- Records to use -
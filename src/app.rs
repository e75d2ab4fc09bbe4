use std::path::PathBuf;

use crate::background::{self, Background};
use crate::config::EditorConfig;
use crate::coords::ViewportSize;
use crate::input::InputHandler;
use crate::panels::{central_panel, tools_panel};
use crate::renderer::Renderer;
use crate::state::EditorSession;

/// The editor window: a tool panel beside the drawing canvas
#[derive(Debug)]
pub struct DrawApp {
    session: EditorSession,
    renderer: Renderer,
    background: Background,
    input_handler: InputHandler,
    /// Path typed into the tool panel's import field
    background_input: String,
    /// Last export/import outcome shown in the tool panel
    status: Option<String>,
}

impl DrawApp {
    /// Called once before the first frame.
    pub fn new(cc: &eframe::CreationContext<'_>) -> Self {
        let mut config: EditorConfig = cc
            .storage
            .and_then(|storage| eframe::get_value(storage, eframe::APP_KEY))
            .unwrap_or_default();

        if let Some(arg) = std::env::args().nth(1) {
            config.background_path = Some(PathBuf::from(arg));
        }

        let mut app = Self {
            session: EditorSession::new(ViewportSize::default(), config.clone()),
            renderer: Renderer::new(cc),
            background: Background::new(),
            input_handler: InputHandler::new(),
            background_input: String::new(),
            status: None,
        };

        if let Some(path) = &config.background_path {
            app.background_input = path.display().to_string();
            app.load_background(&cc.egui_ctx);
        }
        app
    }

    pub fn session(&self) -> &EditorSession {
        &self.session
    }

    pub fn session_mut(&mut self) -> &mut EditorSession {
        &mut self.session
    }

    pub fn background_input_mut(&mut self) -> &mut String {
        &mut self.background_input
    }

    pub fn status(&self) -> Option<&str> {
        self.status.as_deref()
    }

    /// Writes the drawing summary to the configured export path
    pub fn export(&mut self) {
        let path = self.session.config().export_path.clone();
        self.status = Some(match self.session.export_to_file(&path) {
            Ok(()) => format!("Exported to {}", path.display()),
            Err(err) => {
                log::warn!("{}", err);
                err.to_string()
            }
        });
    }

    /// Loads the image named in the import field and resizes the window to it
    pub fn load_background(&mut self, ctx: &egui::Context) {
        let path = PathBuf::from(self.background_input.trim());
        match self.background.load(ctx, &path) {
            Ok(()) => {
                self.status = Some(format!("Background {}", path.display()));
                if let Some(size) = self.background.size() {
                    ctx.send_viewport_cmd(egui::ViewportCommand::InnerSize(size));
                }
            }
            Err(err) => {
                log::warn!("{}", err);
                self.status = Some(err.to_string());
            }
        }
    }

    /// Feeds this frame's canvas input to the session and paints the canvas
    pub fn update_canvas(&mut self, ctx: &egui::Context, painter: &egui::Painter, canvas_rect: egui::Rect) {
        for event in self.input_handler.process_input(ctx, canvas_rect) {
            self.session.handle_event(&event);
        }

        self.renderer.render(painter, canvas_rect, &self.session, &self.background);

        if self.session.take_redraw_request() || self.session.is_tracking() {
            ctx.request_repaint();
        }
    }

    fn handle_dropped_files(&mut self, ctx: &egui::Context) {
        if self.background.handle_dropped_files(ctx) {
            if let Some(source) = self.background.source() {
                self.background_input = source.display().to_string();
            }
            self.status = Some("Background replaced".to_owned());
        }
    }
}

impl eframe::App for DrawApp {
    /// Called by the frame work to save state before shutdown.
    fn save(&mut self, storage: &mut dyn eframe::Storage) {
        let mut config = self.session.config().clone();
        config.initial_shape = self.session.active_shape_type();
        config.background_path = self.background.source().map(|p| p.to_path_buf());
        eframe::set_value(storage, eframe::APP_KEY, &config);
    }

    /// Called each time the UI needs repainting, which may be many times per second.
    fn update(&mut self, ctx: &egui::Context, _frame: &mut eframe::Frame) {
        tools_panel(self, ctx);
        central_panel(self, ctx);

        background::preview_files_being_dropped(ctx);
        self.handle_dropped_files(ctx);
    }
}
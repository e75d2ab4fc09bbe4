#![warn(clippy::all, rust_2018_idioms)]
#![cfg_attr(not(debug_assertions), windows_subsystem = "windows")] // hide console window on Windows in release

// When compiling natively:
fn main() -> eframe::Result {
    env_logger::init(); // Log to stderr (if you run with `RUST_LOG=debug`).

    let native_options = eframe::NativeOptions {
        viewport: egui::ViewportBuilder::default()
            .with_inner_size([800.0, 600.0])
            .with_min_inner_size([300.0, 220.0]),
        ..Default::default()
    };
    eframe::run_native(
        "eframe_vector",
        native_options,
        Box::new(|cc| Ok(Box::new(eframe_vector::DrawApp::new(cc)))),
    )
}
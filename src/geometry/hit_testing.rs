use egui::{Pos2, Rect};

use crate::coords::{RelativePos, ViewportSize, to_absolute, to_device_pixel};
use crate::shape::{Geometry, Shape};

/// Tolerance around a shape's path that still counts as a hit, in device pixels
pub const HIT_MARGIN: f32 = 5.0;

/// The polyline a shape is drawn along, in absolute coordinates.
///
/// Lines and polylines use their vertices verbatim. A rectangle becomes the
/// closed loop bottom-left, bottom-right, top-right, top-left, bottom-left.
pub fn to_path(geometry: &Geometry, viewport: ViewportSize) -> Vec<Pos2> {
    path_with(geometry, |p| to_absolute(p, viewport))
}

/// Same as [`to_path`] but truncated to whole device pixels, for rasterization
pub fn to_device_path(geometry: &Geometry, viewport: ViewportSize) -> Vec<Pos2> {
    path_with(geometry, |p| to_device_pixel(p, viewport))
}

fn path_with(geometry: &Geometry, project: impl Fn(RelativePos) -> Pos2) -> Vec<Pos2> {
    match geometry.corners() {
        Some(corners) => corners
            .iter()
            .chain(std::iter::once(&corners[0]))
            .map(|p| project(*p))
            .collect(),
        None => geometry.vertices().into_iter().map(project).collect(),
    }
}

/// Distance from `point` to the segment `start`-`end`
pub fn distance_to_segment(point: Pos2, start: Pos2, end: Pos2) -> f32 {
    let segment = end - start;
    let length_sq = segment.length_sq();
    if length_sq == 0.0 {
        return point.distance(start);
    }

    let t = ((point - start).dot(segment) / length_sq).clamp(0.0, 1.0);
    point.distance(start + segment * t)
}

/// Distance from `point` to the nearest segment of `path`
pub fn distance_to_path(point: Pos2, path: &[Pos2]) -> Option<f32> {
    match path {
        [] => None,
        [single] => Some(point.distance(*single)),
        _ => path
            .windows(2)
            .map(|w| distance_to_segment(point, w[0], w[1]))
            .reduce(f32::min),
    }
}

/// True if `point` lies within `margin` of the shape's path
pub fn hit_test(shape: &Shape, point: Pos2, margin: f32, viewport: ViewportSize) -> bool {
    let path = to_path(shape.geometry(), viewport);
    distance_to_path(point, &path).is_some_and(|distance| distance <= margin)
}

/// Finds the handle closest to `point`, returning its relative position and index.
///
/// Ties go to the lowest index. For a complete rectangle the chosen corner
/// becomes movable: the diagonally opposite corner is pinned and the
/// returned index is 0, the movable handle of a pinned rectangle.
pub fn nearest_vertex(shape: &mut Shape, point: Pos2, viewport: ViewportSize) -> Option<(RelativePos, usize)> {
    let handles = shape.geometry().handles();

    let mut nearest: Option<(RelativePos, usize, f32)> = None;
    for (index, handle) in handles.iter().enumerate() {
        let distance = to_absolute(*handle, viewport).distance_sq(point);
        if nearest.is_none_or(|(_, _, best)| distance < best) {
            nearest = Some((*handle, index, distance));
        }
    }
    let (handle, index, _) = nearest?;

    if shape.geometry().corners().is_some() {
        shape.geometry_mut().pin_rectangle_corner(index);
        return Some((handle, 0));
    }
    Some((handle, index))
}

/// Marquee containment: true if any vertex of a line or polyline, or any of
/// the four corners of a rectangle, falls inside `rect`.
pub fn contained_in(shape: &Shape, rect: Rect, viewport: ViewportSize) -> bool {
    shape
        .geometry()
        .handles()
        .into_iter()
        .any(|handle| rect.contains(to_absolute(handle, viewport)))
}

- What to work on -
Copy every line from the entries that contains the word "format".

- Solution -
            Ok(()) => format!("Exported to {}", path.display()),
                self.status = Some(format!("Background {}", path.display()));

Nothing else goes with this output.